Hexy: Well, I certainly didn’t get even “a tinge of remorse” from the close-up shot they replaced it with. With the lead up of Sylar using his Scary Voice and quite vocally affirming his return to bad-guy-dom, I think they would have had to be a lot more blatant about presenting “remorse” and “respect” to the audience if they wanted us to pick up on such nuances. My interpretation was that the close up of Sylar watching Elle burn was a non-verbal precursor to the words he used when engaged in his next murder: “I’d forgotten how good this feels.” I saw him reveling in his return to killing.
Mahsino: The Elle shot didn’t really bother me- I was just happy to see her gone, though the victimized/weak woman is way past getting old. I’m glad to see they’re doing massive housecleaning and getting rid of unnecessary characters.
Erica: They wanted Sylar’s scene to be more powerful? Come on — he kills her while kneeling on her body as she whimpers “You’re hurting me,” then we’re treated to shots of her bloody corpse, then he burns her. I didn’t get “respect” from all of that, even in Sylar’s twisted view of reality.
Also, check out this exchange writers Aron Coleite and Joe Polaski had with a viewer over at Comic Book Resources. The viewer’s question is in bold:
“Can you please explain why virtually every romantic relationship on this show ends with either the death or disappearance of the female character? Simone, Eden, Charlie, Caitlin, Yaeko, Maya, and now Elle — in fact, the only exception I can think of off the top of my head is West/Claire.”
Wow. We were concerned when we read your question Amanda. To quote the philosopher Tommy DeCarlo, of Boston, “It kinda took us by surprise and made us realize,” Amanda.
But then we started to think: Yaeko? Caitlin? I don’t think we killed either of them. And you forgot to mention the deaths of Isaac and D.L,, as well as the long life of Angela,, Tracy, Kimiko, and Heidi. Now it’s our turn to put you on the couch – “Top of your head?” Can you explain that language, “Amanda?”
Is it me, or was that an extraordinarily flippant response on their part? Do these people even realize how they come off?
Clara: Sometimes, the Heroes staff needs a good slap to the face. Not only were they incredibly patronizing, they didn’t even bother to read the question. Again, common sense and logic clearly are not in their radar.
Mahsino: In my experience, people who can cram that much douchiness in a quote usually are unaware of how bad they come off- see The Hills, Katherine Heigl, Chuck Norris. Women in purely consensual relationships die. As I recall, DL and Jessica Barbara Traci Niki were manufactured, Angela was mind-raped and trapped in her own body by her hubby, as was Sandra.
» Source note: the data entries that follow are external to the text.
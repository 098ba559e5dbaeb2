use std::fmt;

use rand::RngCore;

use crate::result::{QuicError, QuicResult, TransportError};

pub const MAX_CID_LEN: usize = 20;

/// Connection identifier, 0-20 bytes (RFC 9000 Section 5.1). Stored inline;
/// ordering is lexicographic over the used bytes so CIDs can key maps at the
/// network edge.
#[derive(Clone, Copy, PartialEq, Eq, Hash)]
pub struct ConnectionId {
    len: u8,
    bytes: [u8; MAX_CID_LEN],
}

impl ConnectionId {
    pub fn empty() -> Self {
        Self {
            len: 0,
            bytes: [0; MAX_CID_LEN],
        }
    }

    pub fn from_bytes(data: &[u8]) -> QuicResult<Self> {
        if data.len() > MAX_CID_LEN {
            return Err(QuicError::InvalidArgument("connection id exceeds 20 bytes"));
        }
        let mut bytes = [0u8; MAX_CID_LEN];
        bytes[..data.len()].copy_from_slice(data);
        Ok(Self {
            len: data.len() as u8,
            bytes,
        })
    }

    /// Random CID of the given length.
    pub fn generate(len: usize) -> QuicResult<Self> {
        if len > MAX_CID_LEN {
            return Err(QuicError::InvalidArgument("connection id exceeds 20 bytes"));
        }
        let mut bytes = [0u8; MAX_CID_LEN];
        rand::thread_rng().fill_bytes(&mut bytes[..len]);
        Ok(Self {
            len: len as u8,
            bytes,
        })
    }

    pub fn len(&self) -> usize {
        self.len as usize
    }

    pub fn is_empty(&self) -> bool {
        self.len == 0
    }

    pub fn as_slice(&self) -> &[u8] {
        &self.bytes[..self.len as usize]
    }
}

impl Ord for ConnectionId {
    fn cmp(&self, other: &Self) -> std::cmp::Ordering {
        self.as_slice().cmp(other.as_slice())
    }
}

impl PartialOrd for ConnectionId {
    fn partial_cmp(&self, other: &Self) -> Option<std::cmp::Ordering> {
        Some(self.cmp(other))
    }
}

impl fmt::Debug for ConnectionId {
    fn fmt(&self, f: &mut fmt::Formatter<'_>) -> fmt::Result {
        write!(f, "cid:")?;
        for b in self.as_slice() {
            write!(f, "{b:02x}")?;
        }
        Ok(())
    }
}

impl fmt::Display for ConnectionId {
    fn fmt(&self, f: &mut fmt::Formatter<'_>) -> fmt::Result {
        fmt::Debug::fmt(self, f)
    }
}

/// One issued or received CID with its sequence number and reset token.
#[derive(Debug, Clone)]
pub struct CidEntry {
    pub sequence: u64,
    pub cid: ConnectionId,
    pub reset_token: [u8; 16],
}

/// CIDs we have issued to the peer. Issuance stays within the peer's
/// `active_connection_id_limit`; the peer retires entries with
/// RETIRE_CONNECTION_ID.
#[derive(Debug)]
pub struct LocalCidRegistry {
    cid_len: usize,
    entries: Vec<CidEntry>,
    next_sequence: u64,
    peer_active_limit: u64,
}

impl LocalCidRegistry {
    pub fn new(initial: ConnectionId) -> Self {
        let mut reset_token = [0u8; 16];
        rand::thread_rng().fill_bytes(&mut reset_token);
        Self {
            cid_len: initial.len(),
            entries: vec![CidEntry {
                sequence: 0,
                cid: initial,
                reset_token,
            }],
            next_sequence: 1,
            peer_active_limit: 2,
        }
    }

    pub fn set_peer_active_limit(&mut self, limit: u64) {
        self.peer_active_limit = limit.max(2);
    }

    /// The lowest-sequence CID still active; what long headers advertise.
    pub fn first_cid(&self) -> ConnectionId {
        self.entries
            .iter()
            .min_by_key(|e| e.sequence)
            .map(|e| e.cid)
            .unwrap_or_else(ConnectionId::empty)
    }

    pub fn active_count(&self) -> usize {
        self.entries.len()
    }

    pub fn contains(&self, cid: &ConnectionId) -> bool {
        self.entries.iter().any(|e| &e.cid == cid)
    }

    /// Issue a fresh CID if the peer still has room for one.
    pub fn issue(&mut self) -> QuicResult<Option<CidEntry>> {
        if self.entries.len() as u64 >= self.peer_active_limit {
            return Ok(None);
        }
        let cid = ConnectionId::generate(self.cid_len.max(1))?;
        let mut reset_token = [0u8; 16];
        rand::thread_rng().fill_bytes(&mut reset_token);
        let entry = CidEntry {
            sequence: self.next_sequence,
            cid,
            reset_token,
        };
        self.next_sequence += 1;
        self.entries.push(entry.clone());
        Ok(Some(entry))
    }

    /// Peer retired one of our CIDs. `packet_dcid` is the CID the carrying
    /// packet was routed by; retiring that one is a protocol violation.
    pub fn retire(&mut self, sequence: u64, packet_dcid: &ConnectionId) -> QuicResult<()> {
        if sequence >= self.next_sequence {
            return Err(QuicError::transport(
                TransportError::ProtocolViolation,
                "retired connection id was never issued",
            ));
        }
        if let Some(pos) = self.entries.iter().position(|e| e.sequence == sequence) {
            if &self.entries[pos].cid == packet_dcid {
                return Err(QuicError::transport(
                    TransportError::ProtocolViolation,
                    "peer retired the connection id it is sending to",
                ));
            }
            self.entries.remove(pos);
        }
        Ok(())
    }
}

/// CIDs the peer has issued to us. Tracks the active routing CID and queues
/// retirements requested via `retire_prior_to`.
#[derive(Debug)]
pub struct PeerCidRegistry {
    entries: Vec<CidEntry>,
    active_limit: u64,
    retire_prior_to: u64,
    pending_retirements: Vec<u64>,
}

impl PeerCidRegistry {
    pub fn new(initial: ConnectionId, active_limit: u64) -> Self {
        Self {
            entries: vec![CidEntry {
                sequence: 0,
                cid: initial,
                reset_token: [0u8; 16],
            }],
            active_limit: active_limit.max(2),
            retire_prior_to: 0,
            pending_retirements: Vec::new(),
        }
    }

    /// The CID to put in outgoing short headers.
    pub fn current(&self) -> ConnectionId {
        self.entries
            .iter()
            .min_by_key(|e| e.sequence)
            .map(|e| e.cid)
            .unwrap_or_else(ConnectionId::empty)
    }

    /// Replace sequence 0 once the server's handshake source CID is known.
    pub fn rebind_initial(&mut self, cid: ConnectionId) {
        if let Some(entry) = self.entries.iter_mut().find(|e| e.sequence == 0) {
            entry.cid = cid;
        }
    }

    pub fn on_new_cid(
        &mut self,
        sequence: u64,
        retire_prior_to: u64,
        cid: ConnectionId,
        reset_token: [u8; 16],
    ) -> QuicResult<()> {
        if cid.is_empty() {
            return Err(QuicError::transport(
                TransportError::FrameEncodingError,
                "NEW_CONNECTION_ID with empty connection id",
            ));
        }
        if retire_prior_to > sequence {
            return Err(QuicError::transport(
                TransportError::FrameEncodingError,
                "retire_prior_to exceeds sequence number",
            ));
        }
        if let Some(existing) = self.entries.iter().find(|e| e.sequence == sequence) {
            if existing.cid != cid {
                return Err(QuicError::transport(
                    TransportError::ProtocolViolation,
                    "sequence number reused for a different connection id",
                ));
            }
            return Ok(());
        }

        if retire_prior_to > self.retire_prior_to {
            self.retire_prior_to = retire_prior_to;
            let mut retired: Vec<u64> = Vec::new();
            self.entries.retain(|e| {
                if e.sequence < retire_prior_to {
                    retired.push(e.sequence);
                    false
                } else {
                    true
                }
            });
            self.pending_retirements.extend(retired);
        }

        if sequence < self.retire_prior_to {
            // Already retired by a prior frame; acknowledge and move on.
            self.pending_retirements.push(sequence);
            return Ok(());
        }

        self.entries.push(CidEntry {
            sequence,
            cid,
            reset_token,
        });
        if self.entries.len() as u64 > self.active_limit {
            return Err(QuicError::transport(
                TransportError::ConnectionIdLimitError,
                "peer exceeded active_connection_id_limit",
            ));
        }
        Ok(())
    }

    /// Sequence numbers that need a RETIRE_CONNECTION_ID frame.
    pub fn take_retirements(&mut self) -> Vec<u64> {
        std::mem::take(&mut self.pending_retirements)
    }

    pub fn active_count(&self) -> usize {
        self.entries.len()
    }
}
impl Stream {
    pub fn new(id: u64, is_local: bool, max_send_offset: u64, recv_window: u64) -> Self {
        Self {
            id,
            is_local,
            send_state: SendState::Ready,
            send_buffer: VecDeque::new(),
            send_offset: 0,
            acked_offset: 0,
            acked_ranges: BTreeMap::new(),
            fin_requested: false,
            fin_sent: false,
            fin_acked: false,
            max_send_offset,
            blocked_sent: false,
            reset_error_code: None,
            recv_state: RecvState::Recv,
            recv_buffer: BTreeMap::new(),
            recv_ready: VecDeque::new(),
            recv_offset: 0,
            read_offset: 0,
            highest_recv_offset: 0,
            final_size: None,
            max_recv_offset: recv_window,
            recv_window_size: recv_window,
            peer_reset_code: None,
            stop_sending_code: None,
        }
    }

    pub fn id(&self) -> u64 {
        self.id
    }

    pub fn is_local(&self) -> bool {
        self.is_local
    }

    pub fn is_bidirectional(&self) -> bool {
        stream_id::is_bidirectional(self.id)
    }

    pub fn send_state(&self) -> SendState {
        self.send_state
    }

    pub fn recv_state(&self) -> RecvState {
        self.recv_state
    }

    /// Both halves terminal: the stream can be swept.
    pub fn is_closed(&self) -> bool {
        let send_done = self.send_state.is_terminal() || !self.has_send_half();
        let recv_done = self.recv_state.is_terminal() || !self.has_recv_half();
        send_done && recv_done
    }

    /// Whether this endpoint sends on the stream at all.
    pub fn has_send_half(&self) -> bool {
        self.is_bidirectional() || self.is_local
    }

    pub fn has_recv_half(&self) -> bool {
        self.is_bidirectional() || !self.is_local
    }

    // ------------------------------------------------------------------
    // send half
    // ------------------------------------------------------------------

    pub fn can_send(&self) -> bool {
        matches!(self.send_state, SendState::Ready | SendState::Send)
    }

    /// Buffer outgoing data, limited by the peer's stream credit. Returns
    /// the bytes accepted; fails with `StreamBlocked` when no credit is
    /// left at all.
    pub fn write(&mut self, data: &[u8]) -> QuicResult<usize> {
        if !self.has_send_half() {
            return Err(QuicError::transport(
                TransportError::StreamStateError,
                "write on a receive-only stream",
            ));
        }
        if !self.can_send() {
            return Err(QuicError::InvalidState("stream send half closed"));
        }
        let buffered_end = self.send_offset + self.send_buffer.len() as u64;
        let window = self.max_send_offset.saturating_sub(buffered_end) as usize;
        if window == 0 && !data.is_empty() {
            return Err(QuicError::StreamBlocked(self.max_send_offset));
        }
        let n = data.len().min(window);
        self.send_buffer.extend(&data[..n]);
        Ok(n)
    }

    /// No more data will be written; a FIN rides on the last frame.
    pub fn finish(&mut self) -> QuicResult<()> {
        if !self.can_send() {
            return Err(QuicError::InvalidState("stream send half closed"));
        }
        self.fin_requested = true;
        Ok(())
    }

    /// Abruptly terminate the send half.
    pub fn reset(&mut self, error_code: u64) -> QuicResult<u64> {
        if self.send_state.is_terminal() {
            return Err(QuicError::InvalidState("stream already done"));
        }
        self.send_buffer.clear();
        self.reset_error_code = Some(error_code);
        self.send_state = SendState::ResetSent;
        // final size is the highest offset ever handed to the wire
        Ok(self.send_offset)
    }

    pub fn on_reset_acked(&mut self) {
        if self.send_state == SendState::ResetSent {
            self.send_state = SendState::ResetRecvd;
        }
    }

    pub fn reset_error_code(&self) -> Option<u64> {
        self.reset_error_code
    }

    pub fn pending_bytes(&self) -> usize {
        self.send_buffer.len()
    }

    /// True when a frame is waiting: data in the buffer, or an unsent FIN.
    pub fn wants_to_send(&self) -> bool {
        self.can_send() && (!self.send_buffer.is_empty() || (self.fin_requested && !self.fin_sent))
    }

    /// Pull the next STREAM frame, at most `max_bytes` of payload.
    pub fn next_stream_frame(&mut self, max_bytes: usize) -> Option<StreamFrame> {
        if !self.wants_to_send() {
            return None;
        }
        let n = self.send_buffer.len().min(max_bytes);
        let data: Vec<u8> = self.send_buffer.drain(..n).collect();
        let offset = self.send_offset;
        self.send_offset += n as u64;

        let fin = self.fin_requested && self.send_buffer.is_empty();
        if fin {
            self.fin_sent = true;
        }
        if self.send_state == SendState::Ready {
            self.send_state = SendState::Send;
        }
        if fin && self.send_buffer.is_empty() {
            self.send_state = SendState::DataSent;
        }
        Some(StreamFrame {
            stream_id: self.id,
            offset,
            data: Bytes::from(data),
            fin,
        })
    }

    /// Peer acknowledged `[offset, offset + length)` (and the FIN when
    /// `fin` is set). Out-of-order acknowledgments are merged; the stream
    /// completes when the contiguous frontier reaches everything sent.
    pub fn acknowledge_data(&mut self, offset: u64, length: u64, fin: bool) {
        if fin {
            self.fin_acked = true;
        }
        if length > 0 {
            let end = offset + length;
            let entry = self.acked_ranges.entry(offset).or_insert(end);
            if *entry < end {
                *entry = end;
            }
        }
        // advance the contiguous frontier through merged ranges
        loop {
            let mut advanced = false;
            let mut to_remove = Vec::new();
            for (&start, &end) in self.acked_ranges.range(..=self.acked_offset) {
                to_remove.push(start);
                if end > self.acked_offset {
                    self.acked_offset = end;
                    advanced = true;
                }
            }
            for start in to_remove {
                self.acked_ranges.remove(&start);
            }
            if !advanced {
                break;
            }
        }

        if self.send_state == SendState::DataSent
            && self.fin_sent
            && self.fin_acked
            && self.acked_offset >= self.send_offset
        {
            self.send_state = SendState::DataRecvd;
        }
    }

    pub fn acked_offset(&self) -> u64 {
        self.acked_offset
    }

    pub fn fin_sent(&self) -> bool {
        self.fin_sent
    }

    // send-side flow control

    pub fn max_send_offset(&self) -> u64 {
        self.max_send_offset
    }

    pub fn set_max_send_offset(&mut self, max: u64) {
        if max > self.max_send_offset {
            self.max_send_offset = max;
            self.blocked_sent = false;
        }
    }

    pub fn available_send_window(&self) -> u64 {
        self.max_send_offset
            .saturating_sub(self.send_offset + self.send_buffer.len() as u64)
    }

    pub fn should_send_stream_data_blocked(&self) -> bool {
        self.can_send() && self.available_send_window() == 0 && !self.blocked_sent
    }

    pub fn mark_stream_data_blocked_sent(&mut self) {
        self.blocked_sent = true;
    }

    // ------------------------------------------------------------------
    // receive half
    // ------------------------------------------------------------------

    pub fn has_data(&self) -> bool {
        !self.recv_ready.is_empty()
    }

    /// Ingest a STREAM frame. Returns the flow-control increment: how far
    /// the highest received offset advanced.
    pub fn receive_data(&mut self, offset: u64, data: &[u8], fin: bool) -> QuicResult<u64> {
        if !self.has_recv_half() {
            return Err(QuicError::transport(
                TransportError::StreamStateError,
                "STREAM frame on a send-only stream",
            ));
        }
        if matches!(self.recv_state, RecvState::ResetRecvd | RecvState::ResetRead) {
            // data after a reset is discarded
            return Ok(0);
        }

        let end = offset + data.len() as u64;
        if end > self.max_recv_offset {
            return Err(QuicError::transport(
                TransportError::FlowControlError,
                "peer exceeded stream flow-control limit",
            ));
        }
        // the final size is immutable once known
        if let Some(final_size) = self.final_size {
            if end > final_size || (fin && end != final_size) {
                return Err(QuicError::transport(
                    TransportError::FinalSizeError,
                    "data past the declared final size",
                ));
            }
        }
        if fin {
            if self.highest_recv_offset > end {
                return Err(QuicError::transport(
                    TransportError::FinalSizeError,
                    "final size below already-received data",
                ));
            }
            self.final_size = Some(end);
            if self.recv_state == RecvState::Recv {
                self.recv_state = RecvState::SizeKnown;
            }
        }

        let increment = end.saturating_sub(self.highest_recv_offset);
        self.highest_recv_offset = self.highest_recv_offset.max(end);

        // stash out-of-order data, trimming anything already delivered
        if end > self.recv_offset && !data.is_empty() {
            let (start, slice) = if offset < self.recv_offset {
                (
                    self.recv_offset,
                    &data[(self.recv_offset - offset) as usize..],
                )
            } else {
                (offset, data)
            };
            let entry = self.recv_buffer.entry(start).or_default();
            if entry.len() < slice.len() {
                *entry = slice.to_vec();
            }
        }
        self.reassemble();
        Ok(increment)
    }

    /// Pull contiguous data into the ready queue. Delivery never runs
    /// ahead of `recv_offset`.
    fn reassemble(&mut self) {
        loop {
            let Some((&start, _)) = self.recv_buffer.range(..=self.recv_offset).next() else {
                break;
            };
            let data = self.recv_buffer.remove(&start).expect("present");
            let end = start + data.len() as u64;
            if end > self.recv_offset {
                let skip = (self.recv_offset - start) as usize;
                self.recv_ready.extend(&data[skip..]);
                self.recv_offset = end;
            }
        }
        if self.final_size == Some(self.recv_offset)
            && matches!(self.recv_state, RecvState::Recv | RecvState::SizeKnown)
        {
            self.recv_state = RecvState::DataRecvd;
        }
    }

    /// Read reassembled data into `buf`. An empty read is not an error.
    pub fn read(&mut self, buf: &mut [u8]) -> QuicResult<usize> {
        if let Some(code) = self.peer_reset_code {
            if self.recv_state == RecvState::ResetRecvd {
                self.recv_state = RecvState::ResetRead;
            }
            return Err(QuicError::PeerClosed {
                code,
                reason: "stream reset by peer".into(),
            });
        }
        let n = self.recv_ready.len().min(buf.len());
        for (i, byte) in self.recv_ready.drain(..n).enumerate() {
            buf[i] = byte;
        }
        self.read_offset += n as u64;
        if self.recv_state == RecvState::DataRecvd && self.recv_ready.is_empty() {
            self.recv_state = RecvState::DataRead;
        }
        Ok(n)
    }

    pub fn is_fin_received(&self) -> bool {
        self.final_size.is_some()
    }

    pub fn final_size(&self) -> Option<u64> {
        self.final_size
    }

    /// RESET_STREAM from the peer. Returns the flow-control increment, as
    /// the final size still counts toward the connection-level limit.
    pub fn receive_reset(&mut self, error_code: u64, final_size: u64) -> QuicResult<u64> {
        if !self.has_recv_half() {
            return Err(QuicError::transport(
                TransportError::StreamStateError,
                "RESET_STREAM on a send-only stream",
            ));
        }
        if let Some(known) = self.final_size {
            if known != final_size {
                return Err(QuicError::transport(
                    TransportError::FinalSizeError,
                    "reset final size conflicts with known size",
                ));
            }
        }
        if final_size < self.highest_recv_offset {
            return Err(QuicError::transport(
                TransportError::FinalSizeError,
                "reset final size below received data",
            ));
        }
        let increment = final_size.saturating_sub(self.highest_recv_offset);
        self.highest_recv_offset = final_size;
        self.final_size = Some(final_size);
        self.peer_reset_code = Some(error_code);
        if !self.recv_state.is_terminal() {
            self.recv_state = RecvState::ResetRecvd;
        }
        self.recv_buffer.clear();
        self.recv_ready.clear();
        Ok(increment)
    }

    pub fn peer_reset_code(&self) -> Option<u64> {
        self.peer_reset_code
    }

    /// STOP_SENDING from the peer: respond by resetting our send half.
    pub fn receive_stop_sending(&mut self, error_code: u64) -> QuicResult<Option<u64>> {
        if !self.has_send_half() {
            return Err(QuicError::transport(
                TransportError::StreamStateError,
                "STOP_SENDING on a receive-only stream",
            ));
        }
        self.stop_sending_code = Some(error_code);
        if !self.send_state.is_terminal() && self.send_state != SendState::ResetSent {
            return Ok(Some(self.reset(error_code)?));
        }
        Ok(None)
    }

    pub fn stop_sending_code(&self) -> Option<u64> {
        self.stop_sending_code
    }

    // recv-side flow control

    pub fn max_recv_offset(&self) -> u64 {
        self.max_recv_offset
    }

    pub fn should_send_max_stream_data(&self) -> bool {
        if !matches!(self.recv_state, RecvState::Recv) {
            return false;
        }
        let remaining = self.max_recv_offset.saturating_sub(self.read_offset);
        (remaining as f64) <= (1.0 - WINDOW_UPDATE_THRESHOLD) * self.recv_window_size as f64
    }

    pub fn generate_max_stream_data(&mut self) -> Option<u64> {
        if !self.should_send_max_stream_data() {
            return None;
        }
        self.max_recv_offset = self.read_offset + self.recv_window_size;
        Some(self.max_recv_offset)
    }
}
And abandoning women in the space-time continuum, to me, might as well be killing.
Hexy: Jeebus. Flippant is an understatement. To begin with, the questioner actually SAID “death or disappearance”. They not only come across as not giving a sh-t about the topic, but as not even having read the question properly. What a bunch of douches. And Tracy isn’t exactly “long lived”. She’s only been around for half a season.
Erica: Reading that quote was one of the rare instances in which my jaw actually drops open while I’m reading — did they ACTUALLY just SAY that?!? It shows a very casual attitude to a serious topic, it doesn’t answer the question at all, their counter-examples were laughably weak, and the final sentences were just pathetic.
They really had only two ways they could go with this: (1) examine this trend in the context of the larger picture (e.g., “Heroes is a very violent show in many ways, and both men and women bear the burden of this”), or (2) pretend there’s no problem. It’s telling that they chose the latter method.
Ok, from the bad, we go to the very good — the Nakamura family. Is it too cynical to wonder whether these scenes were an apology for Tim Kring’s Benetrelli nonsense earlier this year? And where does Hiro go from here?
Mahsino: I really hope everyone’s powers were given back to them after Arthur died and Peter was just a little slow on the uptake. If not, since Hiro was stuck in the past, shouldn’t he still be walking around in the present only aged 16+ years? I realize logic shouldn’t really be applied to the show, but still I’m trying to throw out ideas to help them end the year strong. But seriously, what makes Ando think they’ll give him powers? Clearly, he isn’t “All American.”
And, this has been bugging me for awhile: what exactly were Hiro’s dad’s powers? Also, where is his sister? Since now every family seems to be SUPER, shouldn’t she be showing up with some awesome power, just to round out the awesomeness that is the Nakamura family. I guess I should shut up and enjoy the fact that I actually got to care about 2 storylines this episode, but it’s just been nagging me.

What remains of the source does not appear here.